The problem — Your answer should reproduce every line of the material in which the word "EmbedOptions" occurs.
________
//! Runtime configuration.

use core::time::Duration;

use serde::{Deserialize, Serialize};

use crate::error::ConfigParseError;
use crate::render::EmbedOptions;

/// Tunables shared by the standard hooks.
///
/// Every field has a default, so a partial JSON document is enough:
///
/// ```rust
/// use oxide_hooks::RuntimeConfig;
///
/// let config = RuntimeConfig::from_json(r#"{ "visibility_threshold": 0.25 }"#).unwrap();
///
/// assert_eq!(config.visibility_threshold, 0.25);
/// assert_eq!(config.navigation_settle_delay_ms, 50);
/// ```
#[derive(Clone, Debug, PartialEq, Serialize, Deserialize)]
#[serde(default)]
pub struct RuntimeConfig {
    /// Fraction of an element that must intersect the viewport to count as visible.
    pub visibility_threshold: f64,
    /// How long to let the DOM settle after a navigation before re-scanning.
    pub navigation_settle_delay_ms: u64,
    /// Selector for SVG elements that receive click listeners.
    pub interactive_selector: String,
    /// Window event signalling that a navigation completed.
    pub navigation_event: String,
    /// Prefix of the per-view specification init event (`<prefix>:<id>:init`).
    pub spec_event_prefix: String,
    pub embed: EmbedOptions,
}

impl Default for RuntimeConfig {
    fn default() -> Self {
        Self {
            visibility_threshold: 0.1,
            navigation_settle_delay_ms: 50,
            interactive_selector: ".data-point".to_owned(),
            navigation_event: "phx:page-loading-stop".to_owned(),
            spec_event_prefix: "vega_lite".to_owned(),
            embed: EmbedOptions::default(),
        }
    }
}

impl RuntimeConfig {
    /// Parse and validate a JSON configuration document.
    pub fn from_json(source: &str) -> Result<Self, ConfigParseError> {
        let config: Self = serde_json::from_str(source)?;
        config.validate()?;
        Ok(config)
    }

    pub fn validate(&self) -> Result<(), ConfigParseError> {
        if !(0.0..=1.0).contains(&self.visibility_threshold) {
            return Err(ConfigParseError::InvalidValue {
                field: "visibility_threshold",
                reason: format!("{} is outside 0.0..=1.0", self.visibility_threshold),
            });
        }
        if self.interactive_selector.trim().is_empty() {
            return Err(ConfigParseError::InvalidValue {
                field: "interactive_selector",
                reason: "selector is empty".to_owned(),
            });
        }
        Ok(())
    }

    pub fn navigation_settle_delay(&self) -> Duration {
        Duration::from_millis(self.navigation_settle_delay_ms)
    }
}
________
Written response —
use crate::render::EmbedOptions;
    pub embed: EmbedOptions,
            embed: EmbedOptions::default(),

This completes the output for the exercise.